* WHAT YOU WILL DO *
Out of the data below, copy every line with the string "licenses".
►
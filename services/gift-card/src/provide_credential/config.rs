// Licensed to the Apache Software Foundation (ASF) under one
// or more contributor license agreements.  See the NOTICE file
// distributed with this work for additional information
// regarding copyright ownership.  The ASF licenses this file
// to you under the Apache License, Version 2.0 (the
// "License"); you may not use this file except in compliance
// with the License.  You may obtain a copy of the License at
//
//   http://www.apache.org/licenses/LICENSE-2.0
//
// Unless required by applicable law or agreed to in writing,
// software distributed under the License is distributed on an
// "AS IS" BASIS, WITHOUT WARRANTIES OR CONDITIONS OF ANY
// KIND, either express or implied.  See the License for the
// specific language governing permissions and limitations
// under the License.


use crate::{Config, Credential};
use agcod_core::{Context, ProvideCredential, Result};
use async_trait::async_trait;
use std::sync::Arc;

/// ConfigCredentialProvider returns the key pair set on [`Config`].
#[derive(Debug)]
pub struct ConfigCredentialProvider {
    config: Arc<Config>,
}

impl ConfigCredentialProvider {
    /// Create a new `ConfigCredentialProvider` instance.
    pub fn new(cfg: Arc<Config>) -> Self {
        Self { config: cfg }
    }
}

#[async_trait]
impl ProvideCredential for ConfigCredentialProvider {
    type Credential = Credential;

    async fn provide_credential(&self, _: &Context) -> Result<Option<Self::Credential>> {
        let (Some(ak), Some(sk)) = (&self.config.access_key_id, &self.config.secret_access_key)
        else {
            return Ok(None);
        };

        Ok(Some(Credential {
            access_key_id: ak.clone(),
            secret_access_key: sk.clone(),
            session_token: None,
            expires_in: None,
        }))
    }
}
◄
* RESULT *
// regarding copyright ownership.  The ASF licenses this file
//   http://www.apache.org/licenses/LICENSE-2.0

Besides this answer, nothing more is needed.